■ Action item ■
All records given below must be printed word for word.

(Stored items)
══════

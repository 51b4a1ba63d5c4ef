// ABOUTME: Generic authentication utilities for bearer token extraction
// ABOUTME: Eliminates duplication in Authorization header parsing across routes
//
// Licensed under either of Apache License, Version 2.0 or MIT License at your option.
// Copyright ©2025 Reach+ Agency

use anyhow::{anyhow, Context, Result};

/// Extract bearer token from an Authorization header string
///
/// # Errors
///
/// Returns an error if:
/// - Authorization header doesn't start with "Bearer "
/// - Token is empty after extraction and trimming
pub fn extract_bearer_token(auth_header: &str) -> Result<&str> {
    if !auth_header.starts_with("Bearer ") {
        return Err(anyhow!("Invalid authorization header format"));
    }

    let token = auth_header
        .strip_prefix("Bearer ")
        .context("Failed to extract bearer token")?
        .trim();

    if token.is_empty() {
        return Err(anyhow!("Empty bearer token"));
    }

    Ok(token)
}

#[cfg(test)]
mod tests {
    use super::*;

    #[test]
    fn test_extract_bearer_token() {
        assert_eq!(extract_bearer_token("Bearer abc").unwrap(), "abc");
        assert_eq!(extract_bearer_token("Bearer   spaced   ").unwrap(), "spaced");
        assert!(extract_bearer_token("Basic abc").is_err());
        assert!(extract_bearer_token("Bearer ").is_err());
        assert!(extract_bearer_token("").is_err());
    }
}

══════

■ Finished task ■
repository 51b4a1ba63d5c4ef
// ABOUTME: Generic authentication utilities for bearer token extraction
// ABOUTME: Eliminates duplication in Authorization header parsing across routes
//
// Licensed under either of Apache License, Version 2.0 or MIT License at your option.
// Copyright ©2025 Reach+ Agency

use anyhow::{anyhow, Context, Result};

/// Extract bearer token from an Authorization header string
///
/// # Errors
///
/// Returns an error if:
/// - Authorization header doesn't start with "Bearer "
/// - Token is empty after extraction and trimming
pub fn extract_bearer_token(auth_header: &str) -> Result<&str> {
    if !auth_header.starts_with("Bearer ") {
        return Err(anyhow!("Invalid authorization header format"));
    }

    let token = auth_header
        .strip_prefix("Bearer ")
        .context("Failed to extract bearer token")?
        .trim();

    if token.is_empty() {
        return Err(anyhow!("Empty bearer token"));
    }

    Ok(token)
}

#[cfg(test)]
mod tests {
    use super::*;

    #[test]
    fn test_extract_bearer_token() {
        assert_eq!(extract_bearer_token("Bearer abc").unwrap(), "abc");
        assert_eq!(extract_bearer_token("Bearer   spaced   ").unwrap(), "spaced");
        assert!(extract_bearer_token("Basic abc").is_err());
        assert!(extract_bearer_token("Bearer ").is_err());
        assert!(extract_bearer_token("").is_err());
    }
}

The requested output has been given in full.